§ **EXERCISE DETAILS**:
In the records below, find the line containing "and whitespace cleanup"; copy exactly that line and all lines after it to the end, and nothing else.

§ **DATA SHOWN**:
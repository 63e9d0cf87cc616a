//! addrnorm: streaming normalization of postal addresses in CSV files.
//!
//! Rows are read in fixed-size batches and pass through a fixed sequence of
//! stages before being appended to the output:
//!
//! 1. **Clean**: null tokens, Unicode and whitespace cleanup
//! 2. **Realign**: move full addresses out of single fields, drop misplaced values
//! 3. **Extract**: split free-form address text via a parsing service or a local heuristic
//! 4. **Normalize**: country resolution, alias tables, street and zip cleanup
//! 5. **Validate**: zip patterns, city reference lookup with fuzzy repair, region whitelists
//!
//! Every change is counted in a JSON report and sampled into a text file.
//!
//! # Example
//!
//! ```no_run
//! use addrnorm::{JobConfig, Pipeline, ValidationConfig, ValidationMode};
//!
//! let config = JobConfig::new("addresses.csv", "out/addresses.csv")
//!     .with_profiles(["base", "TH"])
//!     .with_validation(ValidationConfig::default().with_mode(ValidationMode::Strict));
//!
//! let summary = Pipeline::new(config).unwrap().run().unwrap();
//! println!("Rows: {}", summary.rows_written);
//! println!("Report: {}", summary.report_path.display());
//! ```

pub mod clean;
pub mod error;
pub mod extract;
pub mod io;
pub mod normalize;
pub mod pipeline;
pub mod realign;
pub mod record;
pub mod reference;
pub mod report;
pub mod rules;
pub mod text;
pub mod validate;

pub use clean::clean_value;
pub use error::{AddrNormError, Result};
pub use extract::{AddressParser, ExtractionConfig, ExtractionMode, Extractor, ParsedAddress};
pub use normalize::{NormalizedRow, Normalizer};
pub use pipeline::{JobConfig, JobSummary, Pipeline};
pub use record::{Field, Record};
pub use report::{ChangeCategory, ChangeTracker, Report};
pub use rules::{RuleFlags, RuleLayer, RuleSet};
pub use validate::{ValidationConfig, ValidationFlag, ValidationMode, Validator};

§ **EXPECTED ANSWER**:
//! 1. **Clean**: null tokens, Unicode and whitespace cleanup
//! 2. **Realign**: move full addresses out of single fields, drop misplaced values
//! 3. **Extract**: split free-form address text via a parsing service or a local heuristic
//! 4. **Normalize**: country resolution, alias tables, street and zip cleanup
//! 5. **Validate**: zip patterns, city reference lookup with fuzzy repair, region whitelists
//!
//! Every change is counted in a JSON report and sampled into a text file.
//!
//! # Example
//!
//! ```no_run
//! use addrnorm::{JobConfig, Pipeline, ValidationConfig, ValidationMode};
//!
//! let config = JobConfig::new("addresses.csv", "out/addresses.csv")
//!     .with_profiles(["base", "TH"])
//!     .with_validation(ValidationConfig::default().with_mode(ValidationMode::Strict));
//!
//! let summary = Pipeline::new(config).unwrap().run().unwrap();
//! println!("Rows: {}", summary.rows_written);
//! println!("Report: {}", summary.report_path.display());
//! ```

pub mod clean;
pub mod error;
pub mod extract;
pub mod io;
pub mod normalize;
pub mod pipeline;
pub mod realign;
pub mod record;
pub mod reference;
pub mod report;
pub mod rules;
pub mod text;
pub mod validate;

pub use clean::clean_value;
pub use error::{AddrNormError, Result};
pub use extract::{AddressParser, ExtractionConfig, ExtractionMode, Extractor, ParsedAddress};
pub use normalize::{NormalizedRow, Normalizer};
pub use pipeline::{JobConfig, JobSummary, Pipeline};
pub use record::{Field, Record};
pub use report::{ChangeCategory, ChangeTracker, Report};
pub use rules::{RuleFlags, RuleLayer, RuleSet};
pub use validate::{ValidationConfig, ValidationFlag, ValidationMode, Validator};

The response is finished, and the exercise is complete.